А у меня самой бывали сильные мигрени, и я предложила сделать то же, что делал мой муж, когда я мучилась головной болью: он наливал горячую воду в тазик и мыл мне ноги. Веня согласился. Я посадила его на стул, принесла горячей воды и вымыла ему ноги.

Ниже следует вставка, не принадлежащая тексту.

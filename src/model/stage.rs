use chrono::{DateTime, Utc};
use serde::ser::SerializeMap;
use serde::{Deserialize, Serialize, Serializer};
use std::fmt;

use super::usage::TokenUsage;

/// One analysis step of the review pipeline, in execution order
#[derive(Debug, Clone, Copy, PartialEq, Eq, Hash, Serialize, Deserialize)]
#[serde(rename_all = "snake_case")]
pub enum Stage {
    Structure,
    Design,
    Logic,
    Risk,
}

impl Stage {
    /// Fixed execution order
    pub const ALL: [Stage; 4] = [Stage::Structure, Stage::Design, Stage::Logic, Stage::Risk];

    pub fn as_str(&self) -> &'static str {
        match self {
            Stage::Structure => "structure",
            Stage::Design => "design",
            Stage::Logic => "logic",
            Stage::Risk => "risk",
        }
    }

    /// Human readable title used in progress messages and reports
    pub fn title(&self) -> &'static str {
        match self {
            Stage::Structure => "Document structure analysis",
            Stage::Design => "Design defect review",
            Stage::Logic => "Logic consistency analysis",
            Stage::Risk => "Risk assessment",
        }
    }
}

impl fmt::Display for Stage {
    fn fmt(&self, f: &mut fmt::Formatter<'_>) -> fmt::Result {
        f.write_str(self.as_str())
    }
}

/// Position of a session in the stage state machine
#[derive(Debug, Clone, Copy, PartialEq, Eq, Serialize, Deserialize)]
#[serde(rename_all = "snake_case")]
pub enum PipelineState {
    Structure,
    Design,
    Logic,
    Risk,
    Complete,
}

impl From<Stage> for PipelineState {
    fn from(stage: Stage) -> Self {
        match stage {
            Stage::Structure => PipelineState::Structure,
            Stage::Design => PipelineState::Design,
            Stage::Logic => PipelineState::Logic,
            Stage::Risk => PipelineState::Risk,
        }
    }
}

/// Overall risk rating pulled out of the risk stage text
#[derive(Debug, Clone, Copy, PartialEq, Eq, Serialize, Deserialize)]
#[serde(into = "u8", try_from = "u8")]
pub enum RiskLevel {
    Low,
    Medium,
    High,
}

impl From<RiskLevel> for u8 {
    fn from(level: RiskLevel) -> Self {
        match level {
            RiskLevel::Low => 1,
            RiskLevel::Medium => 2,
            RiskLevel::High => 3,
        }
    }
}

impl TryFrom<u8> for RiskLevel {
    type Error = String;

    fn try_from(value: u8) -> Result<Self, Self::Error> {
        match value {
            1 => Ok(RiskLevel::Low),
            2 => Ok(RiskLevel::Medium),
            3 => Ok(RiskLevel::High),
            other => Err(format!("invalid risk level: {}", other)),
        }
    }
}

/// Stage-specific fields derived from the raw stage text
#[derive(Debug, Clone, PartialEq, Serialize)]
#[serde(untagged)]
pub enum StageFindings {
    Structure {
        summary: String,
    },
    Design {
        issues: Vec<String>,
        recommendations: Vec<String>,
    },
    Logic {
        inconsistencies: Vec<String>,
        corrections: Vec<String>,
    },
    Risk {
        #[serde(rename = "riskLevel")]
        risk_level: RiskLevel,
        mitigation: Vec<String>,
    },
}

/// Output of one analysis stage
#[derive(Debug, Clone, Serialize)]
pub struct StageResult {
    /// Full provider text for the stage
    pub analysis: String,
    #[serde(flatten)]
    pub findings: StageFindings,
    #[serde(rename = "tokenUsage", skip_serializing_if = "Option::is_none")]
    pub token_usage: Option<TokenUsage>,
    /// When the stage finished
    pub timestamp: DateTime<Utc>,
}

/// Stage results in completion order, serialized as a JSON object
#[derive(Debug, Clone, Default)]
pub struct StageResults(Vec<(Stage, StageResult)>);

impl StageResults {
    pub fn get(&self, stage: Stage) -> Option<&StageResult> {
        self.0.iter().find(|(s, _)| *s == stage).map(|(_, r)| r)
    }

    pub fn contains(&self, stage: Stage) -> bool {
        self.get(stage).is_some()
    }

    /// Append a result; returns `false` and keeps the existing one if the
    /// stage was already recorded
    pub(crate) fn insert(&mut self, stage: Stage, result: StageResult) -> bool {
        if self.contains(stage) {
            return false;
        }
        self.0.push((stage, result));
        true
    }

    pub fn iter(&self) -> impl Iterator<Item = (Stage, &StageResult)> {
        self.0.iter().map(|(s, r)| (*s, r))
    }

    pub fn len(&self) -> usize {
        self.0.len()
    }

    /// Raw text of a stage, empty when the stage has no result
    pub fn analysis_text(&self, stage: Stage) -> &str {
        self.get(stage).map(|r| r.analysis.as_str()).unwrap_or_default()
    }
}

impl Serialize for StageResults {
    fn serialize<S: Serializer>(&self, serializer: S) -> Result<S::Ok, S::Error> {
        let mut map = serializer.serialize_map(Some(self.0.len()))?;
        for (stage, result) in &self.0 {
            map.serialize_entry(stage.as_str(), result)?;
        }
        map.end()
    }
}

#[cfg(test)]
mod tests {
    use super::*;

    fn result(text: &str) -> StageResult {
        StageResult {
            analysis: text.to_string(),
            findings: StageFindings::Structure {
                summary: text.to_string(),
            },
            token_usage: None,
            timestamp: Utc::now(),
        }
    }

    #[test]
    fn test_stage_order() {
        let names: Vec<_> = Stage::ALL.iter().map(|s| s.as_str()).collect();
        assert_eq!(names, vec!["structure", "design", "logic", "risk"]);
    }

    #[test]
    fn test_results_keep_first_write() {
        let mut results = StageResults::default();
        assert!(results.insert(Stage::Design, result("first")));
        assert!(!results.insert(Stage::Design, result("second")));
        assert_eq!(results.len(), 1);
        assert_eq!(results.analysis_text(Stage::Design), "first");
    }

    #[test]
    fn test_results_serialize_in_completion_order() {
        let mut results = StageResults::default();
        results.insert(Stage::Logic, result("l"));
        results.insert(Stage::Structure, result("s"));

        let json = serde_json::to_string(&results).unwrap();
        let logic_pos = json.find("\"logic\"").unwrap();
        let structure_pos = json.find("\"structure\"").unwrap();
        assert!(logic_pos < structure_pos);
    }

    #[test]
    fn test_risk_findings_shape() {
        let result = StageResult {
            analysis: "text".to_string(),
            findings: StageFindings::Risk {
                risk_level: RiskLevel::High,
                mitigation: vec!["add a rollback plan".to_string()],
            },
            token_usage: Some(TokenUsage::new(10, 5)),
            timestamp: Utc::now(),
        };

        let value = serde_json::to_value(&result).unwrap();
        assert_eq!(value["riskLevel"], 3);
        assert_eq!(value["mitigation"][0], "add a rollback plan");
        assert_eq!(value["tokenUsage"]["total"], 15);
        assert_eq!(value["analysis"], "text");
    }

    #[test]
    fn test_usage_omitted_when_absent() {
        let value = serde_json::to_value(result("x")).unwrap();
        assert!(value.get("tokenUsage").is_none());
    }
}
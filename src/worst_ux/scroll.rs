//! Scroll hijacker
//!
//! Every wheel notch is rescaled by a random speed, the direction may flip
//! without notice, and once in a while the page jumps back to the top.

use serde::Serialize;

use crate::random::RandomSource;
use crate::timer::Timeout;

/// Per-wheel-event chance of flipping the scroll direction
pub const REVERSE_CHANCE: f32 = 0.1;
/// Per-wheel-event chance of jumping back to the top
pub const JUMP_TO_TOP_CHANCE: f32 = 0.02;
/// Wheel delta multiplier range, sampled in [MIN, MAX)
pub const SPEED_MIN: f32 = 0.5;
pub const SPEED_MAX: f32 = 3.0;
/// Warning flash after a reversal or a jump
pub const WARNING_MS: f64 = 500.0;

#[derive(Debug, Clone, Copy, PartialEq, Eq, Serialize)]
pub enum ScrollEvent {
    /// Direction flipped; see [`ScrollHijacker::is_reversed`]
    Reversed,
    JumpedToTop,
}

#[derive(Debug, Clone, Default, Serialize)]
pub struct ScrollHijacker {
    /// Current scroll offset, in [0, max_offset]
    offset: f32,
    max_offset: f32,
    reversed: bool,
    /// Multiplier applied to the last wheel event
    pub last_speed: f32,
    pub reversals: u32,
    #[serde(skip)]
    warning: Timeout,
}

impl ScrollHijacker {
    /// Hijack a container whose content overflows by `max_offset` pixels
    pub fn new(max_offset: f32) -> Self {
        Self {
            max_offset: max_offset.max(0.0),
            last_speed: 1.0,
            ..Self::default()
        }
    }

    pub fn offset(&self) -> f32 {
        self.offset
    }

    pub fn max_offset(&self) -> f32 {
        self.max_offset
    }

    pub fn is_reversed(&self) -> bool {
        self.reversed
    }

    pub fn is_showing_warning(&self) -> bool {
        self.warning.is_pending()
    }

    /// Overlay text while the warning flashes
    pub fn warning_text(&self) -> &'static str {
        if self.reversed {
            "REVERSED"
        } else {
            "SCROLL HIJACKED!"
        }
    }

    /// Re-measure content and viewport heights; the offset stays in range
    pub fn set_extent(&mut self, content_height: f32, viewport_height: f32) {
        self.max_offset = (content_height - viewport_height).max(0.0);
        self.offset = self.offset.min(self.max_offset);
    }

    /// Consume one wheel event
    ///
    /// A reversal applies to the event that triggered it.
    pub fn wheel<R: RandomSource>(&mut self, delta_y: f32, rng: &mut R) -> Vec<ScrollEvent> {
        let mut events = Vec::new();

        if rng.unit() < REVERSE_CHANCE {
            self.reversed = !self.reversed;
            self.reversals += 1;
            self.warning.arm(WARNING_MS);
            log::debug!("Scroll reversed (now {})", if self.reversed { "upside down" } else { "normal" });
            events.push(ScrollEvent::Reversed);
        }

        self.last_speed = rng.range(SPEED_MIN, SPEED_MAX);
        let direction = if self.reversed { -1.0 } else { 1.0 };
        let next = self.offset + delta_y * direction * self.last_speed;
        self.offset = next.min(self.max_offset).max(0.0);

        if rng.unit() < JUMP_TO_TOP_CHANCE {
            self.offset = 0.0;
            self.warning.arm(WARNING_MS);
            log::debug!("Scroll jumped back to the top");
            events.push(ScrollEvent::JumpedToTop);
        }
        events
    }

    pub fn tick(&mut self, dt_ms: f64) {
        self.warning.advance(dt_ms);
    }
}

#[cfg(test)]
mod tests {
    use super::*;
    use crate::random::ScriptedRandom;
    use proptest::prelude::*;

    #[test]
    fn test_plain_scroll_is_rescaled() {
        let mut scroll = ScrollHijacker::new(1000.0);
        // No reversal, speed 0.5 + 0.2 * 2.5 = 1.0, no jump
        let mut rng = ScriptedRandom::new(vec![0.5, 0.2, 0.5]);
        assert!(scroll.wheel(100.0, &mut rng).is_empty());
        assert!((scroll.offset() - 100.0).abs() < 1e-4);
        assert!(!scroll.is_showing_warning());
    }

    #[test]
    fn test_reversal_applies_immediately() {
        let mut scroll = ScrollHijacker::new(1000.0);
        scroll.wheel(200.0, &mut ScriptedRandom::new(vec![0.5, 0.2, 0.5]));

        let events = scroll.wheel(100.0, &mut ScriptedRandom::new(vec![0.05, 0.2, 0.5]));
        assert_eq!(events, vec![ScrollEvent::Reversed]);
        assert!(scroll.is_reversed());
        assert!((scroll.offset() - 100.0).abs() < 1e-3);
        assert!(scroll.is_showing_warning());
        assert_eq!(scroll.warning_text(), "REVERSED");

        scroll.tick(WARNING_MS);
        assert!(!scroll.is_showing_warning());

        // Second flip restores the normal direction
        scroll.wheel(100.0, &mut ScriptedRandom::new(vec![0.05, 0.2, 0.5]));
        assert!(!scroll.is_reversed());
        assert_eq!(scroll.reversals, 2);
    }

    #[test]
    fn test_jump_to_top() {
        let mut scroll = ScrollHijacker::new(1000.0);
        scroll.wheel(300.0, &mut ScriptedRandom::new(vec![0.5, 0.2, 0.5]));
        let events = scroll.wheel(100.0, &mut ScriptedRandom::new(vec![0.5, 0.2, 0.01]));
        assert_eq!(events, vec![ScrollEvent::JumpedToTop]);
        assert_eq!(scroll.offset(), 0.0);
        assert!(scroll.is_showing_warning());
        assert_eq!(scroll.warning_text(), "SCROLL HIJACKED!");
    }

    #[test]
    fn test_shrinking_extent_pulls_offset_back() {
        let mut scroll = ScrollHijacker::new(1000.0);
        scroll.wheel(900.0, &mut ScriptedRandom::new(vec![0.5, 0.2, 0.5]));
        scroll.set_extent(700.0, 400.0);
        assert_eq!(scroll.max_offset(), 300.0);
        assert_eq!(scroll.offset(), 300.0);

        // Content shorter than the viewport cannot scroll at all
        scroll.set_extent(200.0, 400.0);
        assert_eq!(scroll.offset(), 0.0);
    }

    proptest! {
        #[test]
        fn prop_offset_stays_in_range(
            max in 0.0f32..5000.0,
            deltas in prop::collection::vec(-500.0f32..500.0, 1..40),
            seed in any::<u64>(),
        ) {
            let mut scroll = ScrollHijacker::new(max);
            let mut rng = crate::random::seeded(seed);
            for delta in deltas {
                scroll.wheel(delta, &mut rng);
                prop_assert!(scroll.offset() >= 0.0 && scroll.offset() <= max);
                prop_assert!(scroll.last_speed >= SPEED_MIN && scroll.last_speed <= SPEED_MAX);
            }
        }
    }
}
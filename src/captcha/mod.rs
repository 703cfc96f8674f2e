//! Captcha hell
//!
//! Absurd challenges ([`challenge`]), the attempt-limited session that
//! serves them ([`session`]) and the page of locked paragraphs they guard
//! ([`gate`]).

pub mod challenge;
pub mod gate;
pub mod session;

pub use challenge::{Answer, CaptchaKind, Challenge, Color};
pub use gate::{CaptchaGate, DEFAULT_PARAGRAPHS, GateEvent, GateStats};
pub use session::{CaptchaEvent, CaptchaSession, FailReason, countdown_secs};
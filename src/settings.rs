//! Widget settings and preferences
//!
//! Persisted in LocalStorage; pages read their starting difficulty from here.

use serde::{Deserialize, Serialize};

use crate::consts::CAPTCHA_MAX_DIFFICULTY;
use crate::platform::ThemePort;

/// Cursor chase difficulty
#[derive(Debug, Clone, Copy, PartialEq, Eq, Serialize, Deserialize, Default)]
pub enum ChaseDifficulty {
    Easy,
    #[default]
    Normal,
    Hard,
}

impl ChaseDifficulty {
    pub const ALL: [ChaseDifficulty; 3] = [
        ChaseDifficulty::Easy,
        ChaseDifficulty::Normal,
        ChaseDifficulty::Hard,
    ];

    pub fn as_str(&self) -> &'static str {
        match self {
            ChaseDifficulty::Easy => "easy",
            ChaseDifficulty::Normal => "normal",
            ChaseDifficulty::Hard => "hard",
        }
    }

    /// Display label
    pub fn label(&self) -> &'static str {
        match self {
            ChaseDifficulty::Easy => "Easy",
            ChaseDifficulty::Normal => "Normal",
            ChaseDifficulty::Hard => "Nightmare",
        }
    }

    pub fn from_str(s: &str) -> Option<Self> {
        match s.trim().to_lowercase().as_str() {
            "easy" => Some(ChaseDifficulty::Easy),
            "normal" => Some(ChaseDifficulty::Normal),
            "hard" | "nightmare" => Some(ChaseDifficulty::Hard),
            _ => None,
        }
    }

    /// Pointer distance (px) that makes a target flee
    pub fn evasion_radius(&self) -> f32 {
        match self {
            ChaseDifficulty::Easy => 60.0,
            ChaseDifficulty::Normal => 100.0,
            ChaseDifficulty::Hard => 150.0,
        }
    }
}

/// Widget preferences
#[derive(Debug, Clone, PartialEq, Serialize, Deserialize)]
#[serde(default)]
pub struct Settings {
    /// Dark theme (pages start dark)
    pub dark_mode: bool,
    /// Cursor chase difficulty
    pub chase_difficulty: ChaseDifficulty,
    /// Starting captcha difficulty (1.0 - 3.0)
    pub captcha_difficulty: f32,
    /// Allow the battery drainer to use the vibration motor
    pub vibration: bool,
}

impl Default for Settings {
    fn default() -> Self {
        Self {
            dark_mode: true,
            chase_difficulty: ChaseDifficulty::Normal,
            captcha_difficulty: 1.0,
            vibration: false,
        }
    }
}

impl Settings {
    /// LocalStorage key
    #[allow(dead_code)]
    const STORAGE_KEY: &'static str = "unhinged_widgets_settings";

    /// Parse settings JSON; missing fields take defaults
    pub fn from_json(json: &str) -> Result<Self, serde_json::Error> {
        let mut settings: Self = serde_json::from_str(json)?;
        settings.sanitize();
        Ok(settings)
    }

    pub fn to_json(&self) -> Result<String, serde_json::Error> {
        serde_json::to_string(self)
    }

    /// Clamp values a hand-edited store could break
    pub fn sanitize(&mut self) {
        self.captcha_difficulty = if self.captcha_difficulty.is_finite() {
            self.captcha_difficulty.max(1.0).min(CAPTCHA_MAX_DIFFICULTY)
        } else {
            1.0
        };
    }

    /// Flip the theme and push it to the host
    pub fn toggle_theme(&mut self, theme: &mut impl ThemePort) {
        self.dark_mode = !self.dark_mode;
        self.apply_theme(theme);
    }

    /// Push the current theme to the host
    pub fn apply_theme(&self, theme: &mut impl ThemePort) {
        theme.set_dark(self.dark_mode);
    }

    /// Load settings from LocalStorage (WASM only)
    #[cfg(target_arch = "wasm32")]
    pub fn load() -> Self {
        let storage = web_sys::window()
            .and_then(|w| w.local_storage().ok())
            .flatten();

        if let Some(storage) = storage {
            if let Ok(Some(json)) = storage.get_item(Self::STORAGE_KEY) {
                match Self::from_json(&json) {
                    Ok(settings) => {
                        log::info!("Loaded settings from LocalStorage");
                        return settings;
                    }
                    Err(e) => log::warn!("Ignoring malformed settings: {}", e),
                }
            }
        }

        log::info!("Using default settings");
        Self::default()
    }

    /// Save settings to LocalStorage (WASM only)
    #[cfg(target_arch = "wasm32")]
    pub fn save(&self) {
        let storage = web_sys::window()
            .and_then(|w| w.local_storage().ok())
            .flatten();

        if let Some(storage) = storage {
            if let Ok(json) = self.to_json() {
                let _ = storage.set_item(Self::STORAGE_KEY, &json);
                log::info!("Settings saved");
            }
        }
    }

    /// Native stubs
    #[cfg(not(target_arch = "wasm32"))]
    pub fn load() -> Self {
        Self::default()
    }

    #[cfg(not(target_arch = "wasm32"))]
    pub fn save(&self) {
        // No-op for native
    }
}
//! Chaos spinner
//!
//! Counts rotations toward a target that grows with difficulty. Spins can
//! flip direction, get stuck, and change speed; clicks add decaying power.

use serde::Serialize;

use super::{LoadingEvent, TaskId};
use crate::consts::{CHAOS_TICK_MS, SPINNER_TICK_MS};
use crate::random::RandomSource;
use crate::timer::Interval;

pub const SPINNER_MESSAGES: [&str; 10] = [
    "Spinning eternally...",
    "Calculating something important...",
    "Pretending to work...",
    "Generating random numbers...",
    "Contemplating existence...",
    "Buffering the buffer buffer...",
    "Waiting for the heat death of the universe...",
    "Spinning to win...",
    "Round and round we go...",
    "This is fine. Everything is fine.",
];

pub const CLICK_POWER_STEP: f32 = 0.1;
pub const CLICK_POWER_MAX: f32 = 0.5;
pub const CLICK_POWER_DECAY: f32 = 0.01;

#[derive(Debug, Clone, Serialize)]
pub struct ChaosSpinner {
    pub id: TaskId,
    pub difficulty: f32,
    pub rotations: f32,
    pub target_rotations: f32,
    pub speed: f32,
    /// +1 forward, -1 backward
    pub direction: f32,
    pub stuck: bool,
    pub click_power: f32,
    pub message: &'static str,
    completed: bool,
    #[serde(skip)]
    rotation_clock: Interval,
    #[serde(skip)]
    chaos_clock: Interval,
}

impl ChaosSpinner {
    pub fn new(id: TaskId, difficulty: f32) -> Self {
        Self {
            id,
            difficulty,
            rotations: 0.0,
            target_rotations: 10.0 + difficulty * 5.0,
            speed: 1.0,
            direction: 1.0,
            stuck: false,
            click_power: 0.0,
            message: SPINNER_MESSAGES[0],
            completed: false,
            rotation_clock: Interval::new(SPINNER_TICK_MS),
            chaos_clock: Interval::new(CHAOS_TICK_MS),
        }
    }

    pub fn start(&mut self) {
        if !self.completed {
            self.rotation_clock.start();
            self.chaos_clock.start();
        }
    }

    pub fn stop(&mut self) {
        self.rotation_clock.stop();
        self.chaos_clock.stop();
    }

    pub fn is_running(&self) -> bool {
        self.rotation_clock.is_running()
    }

    pub fn is_complete(&self) -> bool {
        self.completed
    }

    /// Percent of target rotations done (not capped)
    pub fn progress(&self) -> f32 {
        self.rotations / self.target_rotations * 100.0
    }

    pub fn tick<R: RandomSource>(&mut self, dt_ms: f64, rng: &mut R) -> Option<LoadingEvent> {
        for _ in 0..self.chaos_clock.advance(dt_ms) {
            self.chaos_step(rng);
        }
        let mut event = None;
        for _ in 0..self.rotation_clock.advance(dt_ms) {
            if let Some(e) = self.rotation_step() {
                event = Some(e);
            }
        }
        event
    }

    pub fn chaos_step<R: RandomSource>(&mut self, rng: &mut R) {
        if self.rotations >= self.target_rotations {
            return;
        }
        let d = self.difficulty;
        let roll = rng.unit();

        if roll < 0.02 * d {
            self.direction = -self.direction;
        }
        if roll < 0.05 {
            self.speed = 0.1 + rng.unit() * 2.0;
        }
        if roll < 0.03 * d && !self.stuck {
            self.stuck = true;
            log::debug!("Spinner {} stuck at {:.1}", self.id, self.rotations);
        }
        if roll < 0.1 {
            self.message = *rng.pick(&SPINNER_MESSAGES);
        }
    }

    pub fn rotation_step(&mut self) -> Option<LoadingEvent> {
        if self.completed {
            return None;
        }
        if !self.stuck {
            let increment = 0.1 * self.speed * self.direction + self.click_power;
            self.click_power = (self.click_power - CLICK_POWER_DECAY).max(0.0);
            self.rotations = (self.rotations + increment).max(0.0);
        }
        self.check_complete()
    }

    /// Clicking unsticks the spinner and gives it a push
    pub fn click(&mut self) -> Option<LoadingEvent> {
        if self.completed {
            return None;
        }
        self.stuck = false;
        self.click_power = (self.click_power + CLICK_POWER_STEP).min(CLICK_POWER_MAX);
        None
    }

    fn check_complete(&mut self) -> Option<LoadingEvent> {
        if self.completed || self.rotations < self.target_rotations {
            return None;
        }
        self.completed = true;
        self.stop();
        Some(LoadingEvent::Completed(self.id))
    }
}

#[cfg(test)]
mod tests {
    use super::*;
    use crate::random::{ScriptedRandom, seeded};

    #[test]
    fn test_target_scales_with_difficulty() {
        assert_eq!(ChaosSpinner::new(1, 1.0).target_rotations, 15.0);
        assert_eq!(ChaosSpinner::new(1, 4.0).target_rotations, 30.0);
    }

    #[test]
    fn test_rotation_step() {
        let mut s = ChaosSpinner::new(1, 1.0);
        s.rotation_step();
        assert!((s.rotations - 0.1).abs() < 1e-6);

        s.stuck = true;
        s.rotation_step();
        assert!((s.rotations - 0.1).abs() < 1e-6);
    }

    #[test]
    fn test_backwards_floors_at_zero() {
        let mut s = ChaosSpinner::new(1, 1.0);
        s.direction = -1.0;
        for _ in 0..10 {
            s.rotation_step();
        }
        assert_eq!(s.rotations, 0.0);
    }

    #[test]
    fn test_click_unsticks_and_decays() {
        let mut s = ChaosSpinner::new(1, 1.0);
        s.stuck = true;
        for _ in 0..10 {
            s.click();
        }
        assert!(!s.stuck);
        assert_eq!(s.click_power, CLICK_POWER_MAX);
        s.rotation_step();
        assert!((s.rotations - 0.6).abs() < 1e-6);
        assert!((s.click_power - 0.49).abs() < 1e-6);
    }

    #[test]
    fn test_chaos_roll_flips_and_sticks() {
        let mut s = ChaosSpinner::new(1, 2.0);
        // 0.01 < 0.04 flips, < 0.05 re-speeds, < 0.06 sticks, < 0.1 re-messages
        let mut rng = ScriptedRandom::new(vec![0.01, 0.5, 0.0]);
        s.chaos_step(&mut rng);
        assert_eq!(s.direction, -1.0);
        assert!((s.speed - 1.1).abs() < 1e-6);
        assert!(s.stuck);
        assert_eq!(s.message, SPINNER_MESSAGES[0]);
    }

    #[test]
    fn test_completes_once() {
        let mut s = ChaosSpinner::new(9, 1.0);
        s.start();
        let mut rng = seeded(4);
        let mut completions = 0;
        for _ in 0..50_000 {
            if s.tick(50.0, &mut rng).is_some() {
                completions += 1;
            }
            if s.stuck {
                s.click();
            }
        }
        assert!(s.is_complete());
        assert_eq!(completions, 1);
        assert!(s.progress() >= 100.0);
    }
}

Не понимаю сейчас, каким образом — тогда ведь не только мобильников, но и обычного телефона у нас не было — мы договаривались о встречах, но мы с Веней очень часто встречались у станции метро “Добрынинская” и ехали к нам. Вот однажды мы так встретились и поехали на Варшавку. По дороге я говорю: Веня, давай зайдем в магазин, надо чего-нибудь купить. Он согласился, мы вошли в магазин, и он купил бутылку водки, потом еще одну, потом еще и еще. Я говорю:
— Дай мне денег, закуску купить.
Он мне отвечает:
— Не дам. Закуска — это забота баб.
— Ну так дай мне взаймы.
— А взаймы я не даю никогда.
Теперь и не помню, как это все обошлось.
А однажды, встретившись таким же образом, мы ехали опять к нам, и Веня говорит:
— Ты знаешь, Выговская, я вчера зарплату получил. Имею право что-нибудь себе купить. У вас тут есть магазин, где продаются пластинки?
— Есть, только тогда придется проехать мимо дома.
— Так что ж, мы ведь потом вернемся.